Many homeowners don’t even think about their fireplaces and chimneys during the warm summer months. Due to the weather, fireplaces and chimneys go unused during the summer, which can create an unfortunate opportunity for insects, birds, and small animals to nest in your chimney. Nesting critters can produce foul odors, present the risk of disease, and often, these critters can be annoying.
Animals see your unused chimney as shelter — just as they would a hollow tree. If you suspect you have an unwanted visitor in your chimney, follow these steps to address the problem as quickly and as safely as possible. Once the animal has been removed from your chimney, you can work with your chimney sweep to install the best prevention measures.
Do You Suspect a Raccoon Is Nesting in Your Chimney?
Raccoons breed and give birth to their offspring in the spring from late March to early June. In some cases, raccoons can give birth as late as August. Raccoons are among the most common wild animals discovered in chimneys, and it seems the animal has developed an affinity for the shelter and privacy chimneys provide.

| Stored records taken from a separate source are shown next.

//! Connection management.

use crate::error::ClientError;
use babelhelper_protocol::{decode_line, Encoder, LineDecoder, Message, DEFAULT_PORT, END_OF_BATCH};
use std::borrow::Cow;
use std::net::{Ipv6Addr, SocketAddr};
use std::time::Duration;
use tokio::io::{AsyncRead, AsyncReadExt, AsyncWrite, AsyncWriteExt};
use tokio::net::TcpStream;

/// Default read buffer size (8 KiB).
pub const DEFAULT_READ_BUFFER_SIZE: usize = 8 * 1024;

/// Minimum read buffer size (1 KiB).
pub const MIN_READ_BUFFER_SIZE: usize = 1024;

/// Maximum read buffer size (1 MiB).
pub const MAX_READ_BUFFER_SIZE: usize = 1024 * 1024;

/// Connection configuration.
#[derive(Debug, Clone)]
pub struct ConnectionConfig {
    /// Daemon address.
    pub addr: SocketAddr,
    /// Connection timeout.
    pub connect_timeout: Duration,
    /// Per-read timeout. `None` blocks until the daemon sends something.
    pub read_timeout: Option<Duration>,
    /// Size of a single socket read. Lines longer than this are still
    /// assembled across reads.
    pub read_buffer_size: usize,
}

impl ConnectionConfig {
    pub fn new(addr: SocketAddr) -> Self {
        Self {
            addr,
            connect_timeout: Duration::from_secs(10),
            read_timeout: None,
            read_buffer_size: DEFAULT_READ_BUFFER_SIZE,
        }
    }

    /// Targets the IPv6 loopback address on `port`.
    pub fn with_port(port: u16) -> Self {
        Self::new(SocketAddr::new(Ipv6Addr::LOCALHOST.into(), port))
    }

    pub fn with_connect_timeout(mut self, timeout: Duration) -> Self {
        self.connect_timeout = timeout;
        self
    }

    pub fn with_read_timeout(mut self, timeout: Duration) -> Self {
        self.read_timeout = Some(timeout);
        self
    }

    pub fn with_read_buffer_size(mut self, size: usize) -> Self {
        self.read_buffer_size = size.clamp(MIN_READ_BUFFER_SIZE, MAX_READ_BUFFER_SIZE);
        self
    }
}

impl Default for ConnectionConfig {
    fn default() -> Self {
        Self::with_port(DEFAULT_PORT)
    }
}

/// Lifecycle state of a [`Connection`].
///
/// Connecting and closed-by-caller have no representation: a `Connection`
/// only exists once the socket is up, and [`Connection::close`] consumes it.
#[derive(Debug, Clone, Copy, PartialEq, Eq)]
pub enum ConnectionState {
    /// Draining the daemon's banner.
    Syncing,
    /// Banner drained; commands and events flow.
    Ready,
    /// The stream is gone or out of step with the daemon. Reads and writes
    /// fail with `ConnectionClosed`.
    Closed,
}

/// A connection to the babel daemon's control socket.
///
/// Operations take `&mut self`; a connection serves one caller at a time.
pub struct Connection<S = TcpStream> {
    stream: S,
    /// Line framing over everything read so far.
    lines: LineDecoder,
    /// Scratch buffer for socket reads.
    read_buf: Vec<u8>,
    read_timeout: Option<Duration>,
    state: ConnectionState,
}

impl Connection<TcpStream> {
    /// Connects to the daemon on the IPv6 loopback address and drains its
    /// banner.
    pub async fn open(port: u16) -> Result<Self, ClientError> {
        Self::open_with_config(ConnectionConfig::with_port(port)).await
    }

    /// Connects using an explicit configuration and drains the banner.
    pub async fn open_with_config(config: ConnectionConfig) -> Result<Self, ClientError> {
        tracing::debug!("Connecting to {}...", config.addr);

        let stream = tokio::time::timeout(config.connect_timeout, TcpStream::connect(config.addr))
            .await
            .map_err(|_| {
                tracing::debug!("Connection timeout");
                ClientError::Timeout
            })?
            .map_err(|e| {
                tracing::debug!("Connection failed: {}", e);
                ClientError::Io(e)
            })?;

        stream.set_nodelay(true).ok();
        tracing::debug!("TCP connected");

        Self::handshake(stream, &config).await
    }
}

impl<S> Connection<S>
where
    S: AsyncRead + AsyncWrite + Unpin,
{
    /// Wraps an already connected stream and reads lines until the daemon
    /// signals the end of its banner.
    ///
    /// On failure the stream is dropped and no connection is returned.
    pub async fn handshake(stream: S, config: &ConnectionConfig) -> Result<Self, ClientError> {
        let mut conn = Self {
            stream,
            lines: LineDecoder::with_capacity(config.read_buffer_size),
            read_buf: vec![0u8; config.read_buffer_size],
            read_timeout: config.read_timeout,
            state: ConnectionState::Syncing,
        };

        tracing::debug!("Draining banner...");
        let mut banner_lines = 0usize;
        loop {
            let line = conn.next_line().await.map_err(|e| {
                tracing::debug!("Handshake failed after {} lines: {}", banner_lines, e);
                e
            })?;
            if line == END_OF_BATCH.as_bytes() {
                break;
            }
            tracing::debug!("banner: {}", String::from_utf8_lossy(line));
            banner_lines += 1;
        }

        conn.state = ConnectionState::Ready;
        tracing::debug!("Handshake complete ({} banner lines)", banner_lines);
        Ok(conn)
    }

    /// Returns the current lifecycle state.
    pub fn state(&self) -> ConnectionState {
        self.state
    }

    /// Returns whether the banner has been drained and no stream failure has
    /// been seen since.
    pub fn is_ready(&self) -> bool {
        self.state == ConnectionState::Ready
    }

    /// Writes `text` followed by a newline. Returns the number of bytes
    /// written.
    pub async fn write_line(&mut self, text: &str) -> Result<usize, ClientError> {
        if self.state == ConnectionState::Closed {
            return Err(ClientError::ConnectionClosed);
        }

        let encoded = Encoder::encode_command(text);
        tracing::debug!("Sending command {:?} ({} bytes)", text, encoded.len());

        if let Err(e) = self.write_all(&encoded).await {
            self.state = ConnectionState::Closed;
            return Err(ClientError::Io(e));
        }
        Ok(encoded.len())
    }

    async fn write_all(&mut self, buf: &[u8]) -> std::io::Result<()> {
        self.stream.write_all(buf).await?;
        self.stream.flush().await
    }

    /// Reads the next line as text, without its terminator. Bytes that are
    /// not UTF-8 are replaced with U+FFFD.
    ///
    /// The line borrows the connection's buffer and is gone after the next
    /// call. A clean end of stream is `ConnectionClosed`; a stream ending
    /// inside a line is a protocol error.
    pub async fn read_line(&mut self) -> Result<Cow<'_, str>, ClientError> {
        let line = self.next_line().await?;
        Ok(String::from_utf8_lossy(line))
    }

    /// Reads and decodes the next line.
    pub async fn read_event(&mut self) -> Result<Message<'_>, ClientError> {
        let line = self.next_line().await?;
        Ok(decode_line(line))
    }

    /// Marks the connection closed after a response was abandoned before its
    /// closing `ok`.
    pub(crate) fn abandon(&mut self) {
        if self.state != ConnectionState::Closed {
            tracing::debug!("Response abandoned mid-batch, closing connection");
            self.state = ConnectionState::Closed;
        }
    }

    async fn next_line(&mut self) -> Result<&[u8], ClientError> {
        if self.state == ConnectionState::Closed {
            return Err(ClientError::ConnectionClosed);
        }
        while !self.lines.find_line() {
            self.fill_buf().await?;
        }
        Ok(self.lines.current_line())
    }

    /// Reads one chunk from the stream into the line decoder.
    async fn fill_buf(&mut self) -> Result<(), ClientError> {
        let read = match self.read_timeout {
            Some(timeout) => tokio::time::timeout(timeout, self.stream.read(&mut self.read_buf))
                .await
                .map_err(|_| {
                    tracing::debug!("Read timeout");
                    ClientError::Timeout
                })?,
            None => self.stream.read(&mut self.read_buf).await,
        };

        let n = match read {
            Ok(n) => n,
            Err(e) => {
                tracing::debug!("Read failed: {}", e);
                self.state = ConnectionState::Closed;
                return Err(ClientError::Io(e));
            }
        };

        if n == 0 {
            tracing::debug!("Connection closed by daemon");
            self.state = ConnectionState::Closed;
            self.lines.finish()?;
            return Err(ClientError::ConnectionClosed);
        }

        tracing::trace!("Read {} bytes", n);
        self.lines.extend(&self.read_buf[..n]);
        Ok(())
    }

    /// Shuts down the write side and releases the stream and its buffers.
    /// The stream is released even when the shutdown fails.
    pub async fn close(mut self) -> Result<(), ClientError> {
        tracing::debug!("Closing connection...");
        self.stream.shutdown().await?;
        tracing::debug!("Connection closed");
        Ok(())
    }
}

If you suspect a raccoon is nesting in your chimney, listen closely for sounds throughout the day. Raccoons will make periodic movements at different parts of the day. You mustn’t attempt DIY removal methods for raccoons. Some other techniques suggest smoking out the raccoons or sealing the entry points. In both of these scenarios, you run the risk of one or more raccoons dying in your chimney, which can present even more issues. If you are patient, many raccoons are fully weaned from their mothers by six weeks old. At this time, the mother and babies will most likely leave and live long lives outside of your chimney.
What Should I Do If I Find a Rat in My Chimney?
Due to their natural agility and ability to crawl through small spaces, rats are another typical guest in chimneys. Rats run the risk of spreading diseases. The biggest concerns with rats are their quick breeding potential, learned behaviors, high volume of feces and urine. Like raccoons, it’s imperative that you don’t do anything that may risk the death of animals inside of your chimney. A dead rat can be challenging to find, but it can quickly fill your home with repulsing odors.
I Think There’s a Bird or Squirrel in My Chimney. What Should I Do?
Rats and raccoons tend to navigate chimney entry and exits with ease, while birds and squirrels are more likely to get trapped. The dark and narrow structure will inhibit their ability to find their way out, which can cause them to panic, injure themselves, or die while in your chimney. Professional animal removal is always the safest option, so if you have any reason to suspect an animal is living in your chimney, act quickly to avoid the death of an animal and further inconveniences.
Chimney Caps Can Keep Animals From Invading Your Chimney
Sometimes previous owners have been proactive and already installed a chimney cap. In this case, your chimney is already protected as long as the cap is in good condition. The average chimney cap can last anywhere from 5 to 15 years. Regular chimney inspections will ensure that your chimney cap is in working order. Though they are typically constructed from galvanized steel, extreme weather conditions can damage your chimney cap over time.